How much privacy do Americans have in 2017?

Last Updated on May 8, 2024.

Seasoned Contributor for Minuteman Review and teaches over 100 shooting classes a year.

These programs are run under the nose of the public so that no one has a clue about it. Apparently, these programs target people under surveillance for good reasons. However, the equipment is not capable of telling the difference between the good guys from the bad ones. As a result, many individuals have been accidentally caught up in its web.

For example, the US government runs a surveillance program known as StingRay which mimics a cellphone tower and trick people into connecting to it, instead to the standard commercial towers.

The system collects the phone number, number dialed, incoming or outgoing status, duration and time of the call, and its location, among other data.

The government also uses another security program, Triggerfish, which when combined to work with StingRay, reveals the actual cell phone conversations.

The system allows security officials to spy on over 60,000 cellular communication at any given time and area.

And, remember, these devices are highly mobile, meaning they can easily be placed in boats, planes, and boats. Besides this surveillance system, other compelling devices can also monitor every move you make... even when your phone is turned off.

For example, in the streets, when a car passes through a red light, surveillance cameras placed along the wall can instantly take pictures of your car's license plate. These cameras then digitize your license plate and scan through the license plate numbers stored in the central security surveillance database, making it extremely easy to monitor every car out there.

Add a facial recognition feature in these security cameras installed on the street or in stores, and keeping track of people on foot quite easy.

The Government's Response to the Usage of Stingray!

Law enforcement agencies have ignored the public request for information on StingRay. In fact, for years, they have been tightly controlling information about the StingRay and other programs.

Also, the manufacturers of the devices (The Harris Corp. and the FBI) have refused to answer any specific questions.

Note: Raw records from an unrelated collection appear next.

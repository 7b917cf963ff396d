//! Opcode bytes that select a paragraph item.
//!
//! These are the raw discriminators as they appear on the wire. The
//! `hlp-types` crate maps them onto its typed `Opcode` enum.
//!
//! ```text
//! ┌──────┬──────────────────┬──────────────────────────┐
//! │ Byte │ Item             │ Payload                  │
//! ├──────┼──────────────────┼──────────────────────────┤
//! │ 0x01 │ Text             │ text run                 │
//! │ 0x80 │ FontChange       │ u16 font descriptor      │
//! │ 0x81 │ NewLine          │ none                     │
//! │ 0x82 │ NewParagraph     │ none                     │
//! │ 0x83 │ Tab              │ none                     │
//! │ 0x86 │ Bitmap (current) │ 8-byte bitmap record     │
//! │ 0x87 │ Bitmap (left)    │ 8-byte bitmap record     │
//! │ 0x88 │ Bitmap (right)   │ 8-byte bitmap record     │
//! └──────┴──────────────────┴──────────────────────────┘
//! ```

pub const TEXT: u8 = 0x01;
pub const FONT_CHANGE: u8 = 0x80;
pub const NEW_LINE: u8 = 0x81;
pub const NEW_PARAGRAPH: u8 = 0x82;
pub const TAB: u8 = 0x83;
pub const BITMAP_CURRENT: u8 = 0x86;
pub const BITMAP_LEFT: u8 = 0x87;
pub const BITMAP_RIGHT: u8 = 0x88;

In 2014, CNET report says that the Florida police gave a shocking excuse for having used StingRay without informing the judge. The police's explanation was the StingRay manufacturer had made them sign a non-disclosure agreement that prohibited them from reporting the courts.

To prohibit the federal agencies from using StingRay type gadgets without a warrant, Representative Jason Chaffetz has introduced a bill in Congress. Likewise, to enact a policy on cellphone surveillance devices, Senator Chuck Grassley and Patrick Leahy have requested the Department of Homeland Security, but such requests have gone nowhere.

These devices are often used by the Secret Service, the FBI, National Security Agency, Drug Enforcement Agency, U.S. Marshals Service, Immigration, and Customs Enforcement; Tobacco, Bureau of Alcohol, Explosives, and Firearms; Police; Homeland Security and the list goes on.